### Exercise details
Check each line of the data, and copy those where "when" appears.

Saved entries

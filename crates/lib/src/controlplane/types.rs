use std::collections::BTreeMap;

use serde::{Deserialize, Serialize};

use crate::consts::{DEFAULT_CONFIG_VERSION, EVENT_CONTENT_TYPE, EVENT_SOURCE, EVENT_SPEC_VERSION};
use crate::manifest::ServiceDeploymentSpec;

#[derive(Debug, Clone, PartialEq, Serialize, Deserialize)]
pub struct TriggerEvent {
  pub contenttype: String,
  pub data: EventData,
  pub source: String,
  pub specversion: String,
  #[serde(rename = "type")]
  pub event_type: String,
  #[serde(default, skip_serializing_if = "Option::is_none")]
  pub shkeptncontext: Option<String>,
}

#[derive(Debug, Clone, PartialEq, Serialize, Deserialize)]
#[serde(rename_all = "camelCase")]
pub struct EventData {
  pub project: String,
  pub service: String,
  pub stage: String,
  pub image: String,
  #[serde(default)]
  pub labels: BTreeMap<String, String>,
  #[serde(default)]
  pub configuration_change: ConfigurationChange,
}

#[derive(Debug, Clone, Default, PartialEq, Serialize, Deserialize)]
pub struct ConfigurationChange {
  #[serde(default, skip_serializing_if = "BTreeMap::is_empty")]
  pub values: BTreeMap<String, serde_json::Value>,
}

#[derive(Debug, Clone, Default, PartialEq, Serialize, Deserialize)]
#[serde(rename_all = "camelCase")]
pub struct CreateEventResponse {
  #[serde(default)]
  pub keptn_context: String,
}

/// `sh.keptn.event.<stage>.<sequence>.triggered`
pub fn event_type(stage: &str, sequence: &str) -> String {
  if sequence.ends_with(".triggered") {
    format!("sh.keptn.event.{stage}.{sequence}")
  } else {
    format!("sh.keptn.event.{stage}.{sequence}.triggered")
  }
}

impl TriggerEvent {
  /// Trigger for one stage of a service deployment, chained to `context`
  /// when one is already known.
  pub fn deployment(spec: &ServiceDeploymentSpec, sequence: &str, context: Option<&str>) -> Self {
    let mut labels = BTreeMap::new();
    labels.insert("version".to_string(), spec.version.clone());
    labels.insert(
      "configVersion".to_string(),
      spec
        .config_version
        .clone()
        .unwrap_or_else(|| DEFAULT_CONFIG_VERSION.to_string()),
    );
    if let Some(author) = spec.author.as_ref().filter(|a| !a.is_empty()) {
      labels.insert("author".to_string(), author.clone());
    }
    if let Some(commit) = spec.source_commit_hash.as_ref().filter(|c| !c.is_empty()) {
      labels.insert("sourceCommitHash".to_string(), commit.clone());
    }

    Self {
      contenttype: EVENT_CONTENT_TYPE.to_string(),
      data: EventData {
        project: spec.project.clone(),
        service: spec.service.clone(),
        stage: spec.stage.clone(),
        image: format!("{}:{}", spec.service, spec.version),
        labels,
        configuration_change: ConfigurationChange::default(),
      },
      source: EVENT_SOURCE.to_string(),
      specversion: EVENT_SPEC_VERSION.to_string(),
      event_type: event_type(&spec.stage, sequence),
      shkeptncontext: context.filter(|c| !c.is_empty()).map(str::to_string),
    }
  }
}
//! Rolls a promoted artifact out to a stage branch.
//!
//! The stage branch holds one directory per service. Delivery replaces that
//! directory with the tagged base configuration, applies the stage overlay
//! on top, and writes merged helm values with the image version filled in.

use std::fs;
use std::io;
use std::path::{Path, PathBuf};

use git2::{ObjectType, Repository, Tree};
use thiserror::Error;
use tracing::{debug, info, warn};

use super::merge::{MergeError, merge_values_str};
use super::types::tag_name;
use super::upstream::{Upstream, UpstreamConfig, UpstreamError};
use crate::consts::{ARTIFACT_BASE_DIR, ARTIFACT_STAGES_DIR, IMAGE_VERSION_PLACEHOLDER, STAGE_AUTHOR_EMAIL, STAGE_AUTHOR_NAME};
use crate::util::fs::{FsError, remove_dir_if_exists};

const SYMLINK_MODE: i32 = 0o120000;

#[derive(Debug, Error)]
pub enum StageDeliveryError {
  #[error("failed to create stage working directory: {0}")]
  Workdir(#[source] io::Error),

  #[error(transparent)]
  Upstream(#[from] UpstreamError),

  #[error("failed to read '{path}' from tag: {source}")]
  Extract {
    path: String,
    #[source]
    source: git2::Error,
  },

  #[error("failed to write {path}: {source}")]
  Write {
    path: PathBuf,
    #[source]
    source: io::Error,
  },

  #[error(transparent)]
  Fs(#[from] FsError),

  #[error(transparent)]
  Merge(#[from] MergeError),
}

/// What to roll out where.
#[derive(Debug, Clone, PartialEq, Eq)]
pub struct StageDelivery {
  pub stage: String,
  pub service: String,
  pub version: String,
  pub config_version: Option<String>,
}

impl StageDelivery {
  pub fn tag(&self) -> String {
    tag_name(&self.service, &self.version, self.config_version.as_deref())
  }
}

/// Deliver a promoted artifact to its stage branch and push it.
///
/// Returns the new stage commit, or `None` when the branch already had the
/// delivered content.
pub fn deliver_to_stage(upstream: &UpstreamConfig, delivery: &StageDelivery) -> Result<Option<String>, StageDeliveryError> {
  let StageDelivery { stage, service, version, .. } = delivery;
  let tag = delivery.tag();

  let workdir = tempfile::Builder::new()
    .prefix("kgitops-stage-")
    .tempdir()
    .map_err(StageDeliveryError::Workdir)?;
  let repo = Upstream::clone_into(&upstream.at_branch(stage), workdir.path())?;
  let tagged = repo.fetch_tag(&tag)?;
  let git = repo.repository();
  let tree = git
    .find_commit(tagged)
    .and_then(|commit| commit.tree())
    .map_err(|source| StageDeliveryError::Extract { path: tag.clone(), source })?;

  let dest = repo.workdir().join(service);
  remove_dir_if_exists(&dest)?;

  let base_path = format!("{ARTIFACT_BASE_DIR}/{service}");
  let overlay_path = format!("{ARTIFACT_STAGES_DIR}/{stage}/{service}");
  let copied = extract_subtree(git, &tree, &base_path, &dest)? + extract_subtree(git, &tree, &overlay_path, &dest)?;
  debug!(service = %service, stage = %stage, files = copied, "extracted artifact");

  let values_rel = format!("helm/{service}/values.yaml");
  let base_values = read_tree_file(git, &tree, &format!("{base_path}/{values_rel}"))?;
  let overlay_values = read_tree_file(git, &tree, &format!("{overlay_path}/{values_rel}"))?;
  match merge_values_str(base_values.as_deref(), overlay_values.as_deref()) {
    Ok(merged) => {
      let rendered = merged.replace(IMAGE_VERSION_PLACEHOLDER, version);
      write_file(&dest.join(&values_rel), &rendered)?;
    }
    Err(MergeError::NoValues) => warn!(service = %service, stage = %stage, "no helm values to merge"),
    Err(e) => return Err(e.into()),
  }

  let staged = repo.stage_all()?;
  let message = format!("Updated to version {version}");
  let Some(commit) = repo.commit_if_changed(staged, &message, STAGE_AUTHOR_NAME, STAGE_AUTHOR_EMAIL)? else {
    info!(service = %service, stage = %stage, version = %version, "stage already up to date");
    return Ok(None);
  };
  repo.push_branch()?;
  info!(service = %service, stage = %stage, version = %version, commit = %commit, "delivered to stage");
  Ok(Some(commit.to_string()))
}

/// Write the blobs under `path` in `tree` into `dest`. A missing path
/// extracts nothing.
fn extract_subtree(repo: &Repository, tree: &Tree<'_>, path: &str, dest: &Path) -> Result<usize, StageDeliveryError> {
  let entry = match tree.get_path(Path::new(path)) {
    Ok(entry) => entry,
    Err(e) if e.code() == git2::ErrorCode::NotFound => return Ok(0),
    Err(source) => {
      return Err(StageDeliveryError::Extract {
        path: path.to_string(),
        source,
      });
    }
  };
  let subtree = repo
    .find_tree(entry.id())
    .map_err(|source| StageDeliveryError::Extract { path: path.to_string(), source })?;
  write_tree(repo, &subtree, dest)
}

fn write_tree(repo: &Repository, tree: &Tree<'_>, dest: &Path) -> Result<usize, StageDeliveryError> {
  let mut written = 0;
  for entry in tree.iter() {
    let Some(name) = entry.name() else { continue };
    let target = dest.join(name);
    let extract_err = |source| StageDeliveryError::Extract {
      path: target.display().to_string(),
      source,
    };
    match entry.kind() {
      Some(ObjectType::Tree) => {
        let subtree = repo.find_tree(entry.id()).map_err(extract_err)?;
        written += write_tree(repo, &subtree, &target)?;
      }
      Some(ObjectType::Blob) if entry.filemode() != SYMLINK_MODE => {
        let blob = repo.find_blob(entry.id()).map_err(extract_err)?;
        write_bytes(&target, blob.content())?;
        written += 1;
      }
      _ => {}
    }
  }
  Ok(written)
}

fn read_tree_file(repo: &Repository, tree: &Tree<'_>, path: &str) -> Result<Option<String>, StageDeliveryError> {
  let entry = match tree.get_path(Path::new(path)) {
    Ok(entry) => entry,
    Err(e) if e.code() == git2::ErrorCode::NotFound => return Ok(None),
    Err(source) => {
      return Err(StageDeliveryError::Extract {
        path: path.to_string(),
        source,
      });
    }
  };
  let blob = repo
    .find_blob(entry.id())
    .map_err(|source| StageDeliveryError::Extract { path: path.to_string(), source })?;
  Ok(Some(String::from_utf8_lossy(blob.content()).into_owned()))
}

fn write_file(path: &Path, content: &str) -> Result<(), StageDeliveryError> {
  write_bytes(path, content.as_bytes())
}

fn write_bytes(path: &Path, content: &[u8]) -> Result<(), StageDeliveryError> {
  let write_err = |source| StageDeliveryError::Write {
    path: path.to_path_buf(),
    source,
  };
  if let Some(parent) = path.parent() {
    fs::create_dir_all(parent).map_err(write_err)?;
  }
  fs::write(path, content).map_err(write_err)
}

### Your solution
  /// when one is already known.
/// Returns the new stage commit, or `None` when the branch already had the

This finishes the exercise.